### WHAT YOU WILL DO
Within the records that follow, find every line containing the string "Syntax". Copy those lines.

### SOURCE INFORMATION

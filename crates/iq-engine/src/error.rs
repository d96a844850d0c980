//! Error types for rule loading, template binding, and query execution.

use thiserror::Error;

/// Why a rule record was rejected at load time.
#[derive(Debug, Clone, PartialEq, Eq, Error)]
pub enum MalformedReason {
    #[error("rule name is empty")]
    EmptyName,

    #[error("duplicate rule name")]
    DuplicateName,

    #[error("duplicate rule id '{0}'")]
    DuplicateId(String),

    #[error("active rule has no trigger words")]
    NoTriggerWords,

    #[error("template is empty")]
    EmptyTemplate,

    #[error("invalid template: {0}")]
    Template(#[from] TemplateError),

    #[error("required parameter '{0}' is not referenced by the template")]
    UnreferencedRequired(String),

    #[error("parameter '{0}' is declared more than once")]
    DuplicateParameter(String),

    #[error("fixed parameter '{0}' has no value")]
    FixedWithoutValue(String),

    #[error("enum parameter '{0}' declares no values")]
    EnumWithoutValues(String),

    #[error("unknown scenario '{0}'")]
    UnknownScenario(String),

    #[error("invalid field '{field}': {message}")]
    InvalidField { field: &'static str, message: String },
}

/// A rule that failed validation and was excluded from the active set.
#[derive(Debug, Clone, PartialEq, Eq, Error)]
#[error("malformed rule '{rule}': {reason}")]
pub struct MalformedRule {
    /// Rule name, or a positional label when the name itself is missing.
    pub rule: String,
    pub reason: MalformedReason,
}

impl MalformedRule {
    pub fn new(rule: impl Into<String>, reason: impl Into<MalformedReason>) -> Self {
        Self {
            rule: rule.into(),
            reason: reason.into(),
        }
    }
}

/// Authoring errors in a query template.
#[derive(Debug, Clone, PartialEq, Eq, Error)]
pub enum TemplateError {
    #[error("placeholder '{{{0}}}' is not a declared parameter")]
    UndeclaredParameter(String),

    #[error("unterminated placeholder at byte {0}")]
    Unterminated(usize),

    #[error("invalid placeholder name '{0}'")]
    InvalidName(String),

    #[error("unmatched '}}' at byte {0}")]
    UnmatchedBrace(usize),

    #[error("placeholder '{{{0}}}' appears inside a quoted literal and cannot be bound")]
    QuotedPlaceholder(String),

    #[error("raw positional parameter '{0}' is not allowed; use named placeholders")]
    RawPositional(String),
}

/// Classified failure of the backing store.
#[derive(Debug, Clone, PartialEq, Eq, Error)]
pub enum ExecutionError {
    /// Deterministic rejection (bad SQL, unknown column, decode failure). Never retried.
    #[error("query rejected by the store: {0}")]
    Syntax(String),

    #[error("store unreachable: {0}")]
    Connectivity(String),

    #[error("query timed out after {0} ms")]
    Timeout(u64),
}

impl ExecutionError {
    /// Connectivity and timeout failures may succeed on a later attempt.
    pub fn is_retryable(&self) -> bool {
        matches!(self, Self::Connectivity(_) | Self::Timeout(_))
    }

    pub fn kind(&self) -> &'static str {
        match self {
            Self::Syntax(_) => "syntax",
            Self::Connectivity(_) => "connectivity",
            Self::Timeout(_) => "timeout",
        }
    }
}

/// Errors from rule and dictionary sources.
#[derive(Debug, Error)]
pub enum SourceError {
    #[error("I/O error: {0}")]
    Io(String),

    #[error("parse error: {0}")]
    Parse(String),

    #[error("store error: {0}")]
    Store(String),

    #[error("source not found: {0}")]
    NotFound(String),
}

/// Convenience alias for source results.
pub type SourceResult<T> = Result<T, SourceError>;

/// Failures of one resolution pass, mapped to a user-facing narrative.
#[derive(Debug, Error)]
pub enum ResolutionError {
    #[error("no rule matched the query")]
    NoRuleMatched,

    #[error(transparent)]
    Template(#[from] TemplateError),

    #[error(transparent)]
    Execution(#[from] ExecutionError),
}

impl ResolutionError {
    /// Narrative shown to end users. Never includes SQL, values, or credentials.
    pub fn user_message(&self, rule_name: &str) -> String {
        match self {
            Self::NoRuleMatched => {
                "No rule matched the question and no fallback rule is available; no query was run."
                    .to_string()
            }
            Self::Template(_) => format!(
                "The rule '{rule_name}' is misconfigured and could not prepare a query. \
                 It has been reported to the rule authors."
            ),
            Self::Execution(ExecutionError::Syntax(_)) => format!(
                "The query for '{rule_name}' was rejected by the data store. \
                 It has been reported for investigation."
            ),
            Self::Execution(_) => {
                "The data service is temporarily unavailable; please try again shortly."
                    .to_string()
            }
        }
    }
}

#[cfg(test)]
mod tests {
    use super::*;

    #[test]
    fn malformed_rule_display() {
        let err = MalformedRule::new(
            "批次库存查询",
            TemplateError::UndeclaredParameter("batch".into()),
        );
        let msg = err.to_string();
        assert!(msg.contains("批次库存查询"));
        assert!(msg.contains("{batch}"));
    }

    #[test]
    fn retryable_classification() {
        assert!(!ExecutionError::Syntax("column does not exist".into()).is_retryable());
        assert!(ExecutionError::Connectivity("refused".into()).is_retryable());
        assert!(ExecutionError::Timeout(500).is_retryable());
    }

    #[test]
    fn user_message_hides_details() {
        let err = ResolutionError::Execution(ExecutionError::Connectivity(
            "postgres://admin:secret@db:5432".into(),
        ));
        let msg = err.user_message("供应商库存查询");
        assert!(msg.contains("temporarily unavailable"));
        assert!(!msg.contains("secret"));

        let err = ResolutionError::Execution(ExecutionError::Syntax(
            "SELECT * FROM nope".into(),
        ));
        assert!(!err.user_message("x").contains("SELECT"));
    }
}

### SOLUTION TO THE PROBLEM
    Syntax(String),
            Self::Syntax(_) => "syntax",
            Self::Execution(ExecutionError::Syntax(_)) => format!(
        assert!(!ExecutionError::Syntax("column does not exist".into()).is_retryable());
        let err = ResolutionError::Execution(ExecutionError::Syntax(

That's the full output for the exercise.